▶ _ASSIGNED TASK_:
Please print every line from the one containing "the in-flight tick." through the last line of the records below, exactly as written and nothing more.

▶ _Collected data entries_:
use std::path::PathBuf;

use anyhow::Result;
use clap::{Parser, Subcommand};

use fleetmedic::config::EngineConfig;

#[derive(Parser)]
#[command(
    name = "fleetmedic",
    about = "Fleet-grade vehicle telematics anomaly detection",
    version,
    long_about = None
)]
struct Cli {
    #[command(subcommand)]
    command: Commands,
}

#[derive(Subcommand)]
enum Commands {
    /// Start the engine: synthetic producer, detectors, log sinks, and the
    /// interactive shell
    Run {
        /// Producer sample rate in readings per second
        #[arg(long, default_value = "20")]
        rate_hz: u64,

        /// Directory for the CSV log sinks
        #[arg(long, default_value = "data")]
        log_dir: PathBuf,

        /// Path to a TOML config file (defaults to FLEETMEDIC_CONFIG or
        /// /etc/fleetmedic/fleetmedic.toml, then compiled-in defaults)
        #[arg(long)]
        config: Option<PathBuf>,
    },
}

#[tokio::main]
async fn main() -> Result<()> {
    tracing_subscriber::fmt()
        .with_env_filter(
            tracing_subscriber::EnvFilter::try_from_default_env()
                .unwrap_or_else(|_| tracing_subscriber::EnvFilter::new("info")),
        )
        .init();

    let cli = Cli::parse();

    match cli.command {
        Commands::Run {
            rate_hz,
            log_dir,
            config,
        } => {
            let config = EngineConfig::resolve(config.as_deref())?;
            tracing::info!(rate_hz, log_dir = %log_dir.display(), "starting fleetmedic");
            fleetmedic::run(config, rate_hz, &log_dir).await?;
        }
    }

    Ok(())
}
//! Fleetmedic -- online anomaly detection for vehicle telemetry streams.
//!
//! This crate provides the core library for the streaming ingest engine:
//! per-vehicle sliding windows, rolling statistics, a multivariate z-score
//! baseline, the rule classifier, geofencing, CSV log sinks, and the
//! interactive query shell.

pub mod analysis;
pub mod catalog;
pub mod config;
pub mod detect;
pub mod engine;
pub mod shell;
pub mod sim;
pub mod sinks;
pub mod store;
pub mod telemetry;

use std::path::Path;
use std::sync::Arc;

use anyhow::Result;

use crate::config::EngineConfig;
use crate::engine::Engine;
use crate::sim::FleetSimulator;
use crate::sinks::LogSinks;

/// Start the full system: engine with CSV sinks, synthetic producer at
/// `rate_hz`, and the interactive shell. Returns after `quit` once the
/// producer has drained.
pub async fn run(config: EngineConfig, rate_hz: u64, log_dir: &Path) -> Result<()> {
    let sinks = LogSinks::open(log_dir)?;
    let profiles = catalog::seed_profiles(&config);
    let geofences = catalog::seed_geofences();
    let fleet_size = profiles.len() as u32;

    let engine = Arc::new(Engine::with_sinks(config, profiles, geofences, sinks));

    let producer = {
        let engine = engine.clone();
        let simulator = FleetSimulator::new(fleet_size);
        tokio::spawn(async move {
            sim::run_producer(engine, simulator, rate_hz).await;
        })
    };

    shell::run_shell(engine.clone()).await?;

    // `quit` clears the running flag; wait for the in-flight tick.
    producer.await?;

    if let Ok(status) = engine.system_status() {
        tracing::info!(
            readings = status.total_readings_processed,
            anomalies = status.total_anomalies_detected,
            "shutdown complete"
        );
        println!(
            "Final statistics: {} readings processed, {} anomalies detected.",
            status.total_readings_processed, status.total_anomalies_detected
        );
    }

    Ok(())
}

▶ _YOUR SOLUTION_:
    // `quit` clears the running flag; wait for the in-flight tick.
    producer.await?;

    if let Ok(status) = engine.system_status() {
        tracing::info!(
            readings = status.total_readings_processed,
            anomalies = status.total_anomalies_detected,
            "shutdown complete"
        );
        println!(
            "Final statistics: {} readings processed, {} anomalies detected.",
            status.total_readings_processed, status.total_anomalies_detected
        );
    }

    Ok(())
}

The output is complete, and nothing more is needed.